Me matar?
Por quê ali, naquele instante? Não é o nosso primeiro encontro. Ele teve a oportunidade de me matar muito antes, lá, no internato. Por quê só agora?
Enquanto a maioria dos jovens se divertia no pátio jogando basquete, eu preferia me exercitar nas arquibancadas, executando movimentos circulares com meu corpo. Esses alongamentos me permitiam explorar a tensão muscular, aliviando as dores dos ferimentos que sofria.
Quando um movimento na quadra distanciou o percurso da bola de basquete a atingir minhas costas, Ashton mandou que eu a jogasse de volta, mas eu o ignorei.
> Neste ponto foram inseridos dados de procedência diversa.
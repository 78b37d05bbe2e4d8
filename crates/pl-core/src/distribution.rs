//! Discrete and continuous power-law distributions.
//!
//! # Parameterization
//!
//! Both families take an exponent `α > 1` and a lower cutoff `θ = xmin > 0`.
//!
//! - Continuous: `f(x) = (α-1)/θ · (x/θ)^-α` for `x >= θ`
//! - Discrete: `p(x) = x^-α / ζ(α, θ)` on `θ, θ+1, θ+2, …`
//!
//! where `ζ` is the Hurwitz zeta function. The discrete normalizer is computed
//! once at construction and cached in log form.
//!
//! All estimators and tests in this crate go through the [`Univariate`]
//! capability trait, so they never match on the family themselves.

use crate::error::{PowerLawError, Result};
use pl_math::log_hurwitz_zeta;
use rand::Rng;
use serde::{Deserialize, Serialize};

/// Largest integer offset the discrete quantile search walks before falling
/// back to the continuous approximation (2^53, the end of exact integers).
const MAX_EXACT_OFFSET: f64 = 9_007_199_254_740_992.0;

/// Tolerance for deciding that a value sits on the discrete lattice.
const LATTICE_EPS: f64 = 1e-9;

/// Capability set shared by every fitted distribution.
pub trait Univariate {
    /// Log density (continuous) or log mass (discrete); `-inf` off the support.
    fn log_density(&self, x: f64) -> f64;

    /// `P(X <= x)`.
    fn cdf(&self, x: f64) -> f64;

    /// `P(X < x)`, the left limit of the CDF.
    fn cdf_below(&self, x: f64) -> f64;

    /// Smallest support value whose CDF reaches `p`.
    fn quantile(&self, p: f64) -> f64;

    /// Lower end of the support.
    fn support_min(&self) -> f64;

    fn density(&self, x: f64) -> f64 {
        let log_d = self.log_density(x);
        if log_d == f64::NEG_INFINITY {
            0.0
        } else {
            log_d.exp()
        }
    }

    /// Inverse-transform draw. Values are clamped to the finite range.
    fn sample<R: Rng>(&self, rng: &mut R) -> f64
    where
        Self: Sized,
    {
        self.quantile(rng.random::<f64>()).min(f64::MAX)
    }

    fn log_likelihood(&self, data: &[f64]) -> f64 {
        data.iter().map(|&x| self.log_density(x)).sum()
    }
}

/// Power-law family tag, used to request a fit.
#[derive(Debug, Clone, Copy, PartialEq, Eq, Hash, Serialize, Deserialize)]
#[serde(rename_all = "snake_case")]
pub enum Family {
    Discrete,
    Continuous,
}

impl std::fmt::Display for Family {
    fn fmt(&self, f: &mut std::fmt::Formatter<'_>) -> std::fmt::Result {
        match self {
            Family::Discrete => write!(f, "discrete"),
            Family::Continuous => write!(f, "continuous"),
        }
    }
}

fn validate_parameters(alpha: f64, xmin: f64) -> Result<()> {
    if !xmin.is_finite() || xmin <= 0.0 {
        return Err(PowerLawError::invalid(format!(
            "xmin must be positive and finite, got {}",
            xmin
        )));
    }
    if !alpha.is_finite() || alpha <= 1.0 {
        return Err(PowerLawError::invalid(format!(
            "alpha must be finite and > 1, got {}",
            alpha
        )));
    }
    Ok(())
}

/// Continuous power law (Pareto type I with shape `α - 1`).
#[derive(Debug, Clone, Copy, PartialEq, Serialize)]
pub struct ContinuousPowerLaw {
    alpha: f64,
    xmin: f64,
}

impl ContinuousPowerLaw {
    pub fn new(alpha: f64, xmin: f64) -> Result<Self> {
        validate_parameters(alpha, xmin)?;
        Ok(Self { alpha, xmin })
    }

    pub fn alpha(&self) -> f64 {
        self.alpha
    }

    pub fn xmin(&self) -> f64 {
        self.xmin
    }

    /// `P(X > x)`.
    pub fn ccdf(&self, x: f64) -> f64 {
        if x.is_nan() {
            return f64::NAN;
        }
        if x <= self.xmin {
            return 1.0;
        }
        (x / self.xmin).powf(1.0 - self.alpha)
    }

    /// `+inf` when `α <= 2`.
    pub fn mean(&self) -> f64 {
        if self.alpha <= 2.0 {
            return f64::INFINITY;
        }
        self.xmin * (self.alpha - 1.0) / (self.alpha - 2.0)
    }

    /// `+inf` when `α <= 3`.
    pub fn variance(&self) -> f64 {
        if self.alpha <= 3.0 {
            return f64::INFINITY;
        }
        let a = self.alpha;
        self.xmin * self.xmin * (a - 1.0) / ((a - 3.0) * (a - 2.0) * (a - 2.0))
    }

    pub fn median(&self) -> f64 {
        self.xmin * 2f64.powf(1.0 / (self.alpha - 1.0))
    }

    pub fn mode(&self) -> f64 {
        self.xmin
    }
}

impl Univariate for ContinuousPowerLaw {
    fn log_density(&self, x: f64) -> f64 {
        if x.is_nan() {
            return f64::NAN;
        }
        if x < self.xmin {
            return f64::NEG_INFINITY;
        }
        (self.alpha - 1.0).ln() - self.xmin.ln() - self.alpha * (x / self.xmin).ln()
    }

    fn cdf(&self, x: f64) -> f64 {
        if x.is_nan() {
            return f64::NAN;
        }
        1.0 - self.ccdf(x)
    }

    fn cdf_below(&self, x: f64) -> f64 {
        self.cdf(x)
    }

    fn quantile(&self, p: f64) -> f64 {
        if p.is_nan() || !(0.0..=1.0).contains(&p) {
            return f64::NAN;
        }
        if p == 1.0 {
            return f64::INFINITY;
        }
        self.xmin * (1.0 - p).powf(-1.0 / (self.alpha - 1.0))
    }

    fn support_min(&self) -> f64 {
        self.xmin
    }
}

/// Discrete power law on the lattice `xmin, xmin + 1, …`.
#[derive(Debug, Clone, Copy, PartialEq, Serialize)]
pub struct DiscretePowerLaw {
    alpha: f64,
    xmin: f64,
    #[serde(skip)]
    log_norm: f64,
}

impl DiscretePowerLaw {
    pub fn new(alpha: f64, xmin: f64) -> Result<Self> {
        validate_parameters(alpha, xmin)?;
        let log_norm = log_hurwitz_zeta(alpha, xmin);
        if !log_norm.is_finite() {
            return Err(PowerLawError::invalid(format!(
                "zeta normalizer is not finite for alpha={}, xmin={}",
                alpha, xmin
            )));
        }
        Ok(Self {
            alpha,
            xmin,
            log_norm,
        })
    }

    pub fn alpha(&self) -> f64 {
        self.alpha
    }

    pub fn xmin(&self) -> f64 {
        self.xmin
    }

    /// `P(X >= xmin + k)`.
    fn tail_from_offset(&self, k: f64) -> f64 {
        if k <= 0.0 {
            return 1.0;
        }
        (log_hurwitz_zeta(self.alpha, self.xmin + k) - self.log_norm)
            .exp()
            .clamp(0.0, 1.0)
    }

    /// `P(X >= x)`.
    pub fn ccdf(&self, x: f64) -> f64 {
        if x.is_nan() {
            return f64::NAN;
        }
        // Number of lattice points strictly below x.
        let k = (x - self.xmin - LATTICE_EPS).ceil().max(0.0);
        self.tail_from_offset(k)
    }

    /// `ζ(α-1, θ) / ζ(α, θ)`, `+inf` when `α <= 2`.
    pub fn mean(&self) -> f64 {
        if self.alpha <= 2.0 {
            return f64::INFINITY;
        }
        (log_hurwitz_zeta(self.alpha - 1.0, self.xmin) - self.log_norm).exp()
    }

    /// `+inf` when `α <= 3`.
    pub fn variance(&self) -> f64 {
        if self.alpha <= 3.0 {
            return f64::INFINITY;
        }
        let second = (log_hurwitz_zeta(self.alpha - 2.0, self.xmin) - self.log_norm).exp();
        let mean = self.mean();
        (second - mean * mean).max(0.0)
    }

    pub fn median(&self) -> f64 {
        self.quantile(0.5)
    }

    pub fn mode(&self) -> f64 {
        self.xmin
    }
}

impl Univariate for DiscretePowerLaw {
    fn log_density(&self, x: f64) -> f64 {
        if x.is_nan() {
            return f64::NAN;
        }
        if x < self.xmin - LATTICE_EPS {
            return f64::NEG_INFINITY;
        }
        let offset = x - self.xmin;
        if (offset - offset.round()).abs() > LATTICE_EPS {
            return f64::NEG_INFINITY;
        }
        -self.alpha * x.ln() - self.log_norm
    }

    fn cdf(&self, x: f64) -> f64 {
        if x.is_nan() {
            return f64::NAN;
        }
        if x < self.xmin - LATTICE_EPS {
            return 0.0;
        }
        // Lattice points at or below x.
        let k = (x - self.xmin + LATTICE_EPS).floor() + 1.0;
        1.0 - self.tail_from_offset(k)
    }

    fn cdf_below(&self, x: f64) -> f64 {
        if x.is_nan() {
            return f64::NAN;
        }
        1.0 - self.ccdf(x)
    }

    fn quantile(&self, p: f64) -> f64 {
        if p.is_nan() || !(0.0..=1.0).contains(&p) {
            return f64::NAN;
        }
        if p == 1.0 {
            return f64::INFINITY;
        }
        let target = 1.0 - p;
        // cdf(xmin + k) >= p  <=>  P(X >= xmin + k + 1) <= 1 - p
        let reaches = |k: f64| self.tail_from_offset(k + 1.0) <= target;

        let approx = (self.xmin - 0.5).max(0.0) * target.powf(-1.0 / (self.alpha - 1.0)) + 0.5;
        let guess = (approx - self.xmin).floor().clamp(0.0, MAX_EXACT_OFFSET);

        let (mut lo, mut hi);
        if reaches(guess) {
            hi = guess;
            lo = 0.0;
            let mut step = 1.0;
            while hi > 0.0 {
                let probe = (hi - step).max(0.0);
                if !reaches(probe) {
                    lo = probe + 1.0;
                    break;
                }
                hi = probe;
                step *= 2.0;
            }
        } else {
            lo = guess + 1.0;
            hi = lo;
            let mut step = 1.0;
            while !reaches(hi) {
                lo = hi + 1.0;
                hi += step;
                step *= 2.0;
                if hi > MAX_EXACT_OFFSET {
                    // Beyond exact integers the lattice is indistinguishable
                    // from the continuous approximation.
                    return approx.round().max(self.xmin);
                }
            }
        }

        while lo < hi {
            let mid = (lo + ((hi - lo) / 2.0).floor()).min(hi);
            if reaches(mid) {
                hi = mid;
            } else {
                lo = mid + 1.0;
            }
        }
        self.xmin + lo
    }

    fn support_min(&self) -> f64 {
        self.xmin
    }

    fn log_likelihood(&self, data: &[f64]) -> f64 {
        data.iter().map(|&x| self.log_density(x)).sum()
    }
}

/// A power law of either family.
#[derive(Debug, Clone, Copy, PartialEq, Serialize)]
#[serde(tag = "family", rename_all = "snake_case")]
pub enum PowerLaw {
    Discrete(DiscretePowerLaw),
    Continuous(ContinuousPowerLaw),
}

impl PowerLaw {
    pub fn new(family: Family, alpha: f64, xmin: f64) -> Result<Self> {
        match family {
            Family::Discrete => Self::discrete(alpha, xmin),
            Family::Continuous => Self::continuous(alpha, xmin),
        }
    }

    pub fn discrete(alpha: f64, xmin: f64) -> Result<Self> {
        DiscretePowerLaw::new(alpha, xmin).map(PowerLaw::Discrete)
    }

    pub fn continuous(alpha: f64, xmin: f64) -> Result<Self> {
        ContinuousPowerLaw::new(alpha, xmin).map(PowerLaw::Continuous)
    }

    pub fn family(&self) -> Family {
        match self {
            PowerLaw::Discrete(_) => Family::Discrete,
            PowerLaw::Continuous(_) => Family::Continuous,
        }
    }

    pub fn alpha(&self) -> f64 {
        match self {
            PowerLaw::Discrete(d) => d.alpha(),
            PowerLaw::Continuous(c) => c.alpha(),
        }
    }

    pub fn xmin(&self) -> f64 {
        match self {
            PowerLaw::Discrete(d) => d.xmin(),
            PowerLaw::Continuous(c) => c.xmin(),
        }
    }

    /// Survival function: `P(X >= x)` for discrete, `P(X > x)` for continuous.
    pub fn ccdf(&self, x: f64) -> f64 {
        match self {
            PowerLaw::Discrete(d) => d.ccdf(x),
            PowerLaw::Continuous(c) => c.ccdf(x),
        }
    }

    pub fn mean(&self) -> f64 {
        match self {
            PowerLaw::Discrete(d) => d.mean(),
            PowerLaw::Continuous(c) => c.mean(),
        }
    }

    pub fn variance(&self) -> f64 {
        match self {
            PowerLaw::Discrete(d) => d.variance(),
            PowerLaw::Continuous(c) => c.variance(),
        }
    }

    pub fn median(&self) -> f64 {
        match self {
            PowerLaw::Discrete(d) => d.median(),
            PowerLaw::Continuous(c) => c.median(),
        }
    }

    pub fn mode(&self) -> f64 {
        self.xmin()
    }
}

impl Univariate for PowerLaw {
    fn log_density(&self, x: f64) -> f64 {
        match self {
            PowerLaw::Discrete(d) => d.log_density(x),
            PowerLaw::Continuous(c) => c.log_density(x),
        }
    }

    fn cdf(&self, x: f64) -> f64 {
        match self {
            PowerLaw::Discrete(d) => d.cdf(x),
            PowerLaw::Continuous(c) => c.cdf(x),
        }
    }

    fn cdf_below(&self, x: f64) -> f64 {
        match self {
            PowerLaw::Discrete(d) => d.cdf_below(x),
            PowerLaw::Continuous(c) => c.cdf_below(x),
        }
    }

    fn quantile(&self, p: f64) -> f64 {
        match self {
            PowerLaw::Discrete(d) => d.quantile(p),
            PowerLaw::Continuous(c) => c.quantile(p),
        }
    }

    fn support_min(&self) -> f64 {
        self.xmin()
    }
}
— O filhotinho de leão é medroso, não é? — Ele se aproximava, rindo com os outros, zombando do meu pingente, como sempre faziam. — Ou será que ele é só um gatinho?
Eles começaram a me encurralar. Além de Ashon e Malthem, três jovens de um dormitório diferente colaboravam, me impulsionando de um lado para outro. Naquele momento, eu era a bola de basquete deles.
— Se continuarem a me empurrar, terão que limpar a bosta de vocês sozinhos! — Declarei, parando no centro e encarando-os.
O cansaço de ser tratado como um saco de pancadas ou a reprimenda que Felicia me deu na noite anterior poderiam ser a causa de minha atitude repentina. No entanto, eles não se intimidaram; ao contrário, persistiram.
— Você não só irá limpar a nossa bosta, Copperan. — Malthem se aproximou em tom ameaçador. — Como iremos fazê-lo limpar com os dentes.
Eles começaram a rir.
— O leãozinho vai sujar toda a juba. — Ashton não perdeu a piada.
— Ou eu use a escova de vocês para limpar. — Continuei a provocação tendo os olhos arregalados para mim.
Eram cinco contra um. Parecia ser mais um dia em que eu apanharia, mas eu não permaneceria calado. Não desta vez.
— O que você disse? — Malthem se aproximou, tendo seus longos cabelos loiros obstruindo minha visão enquanto me agarrava pela blusa. — Ai! — Ele exclamou de dor quando uma bola de basquete atingiu sua cabeça, soltando-me e se virando para identificar o agressor.
— Ei, você! Por que não enfrenta alguém do seu próprio tamanho? — uma voz firme soou, ainda invisível aos meus olhos, visto que a visão frontal estava obstruída pelos cinco jovens robustos.
Assim que começaram a se afastar, observei o homem de cabelos e barba ruivos, dotado de um corpo atlético e uma expressão de fúria em seu rosto.
— Eu fiz uma pergunta: por que vocês não mexem com alguém do seu tamanho?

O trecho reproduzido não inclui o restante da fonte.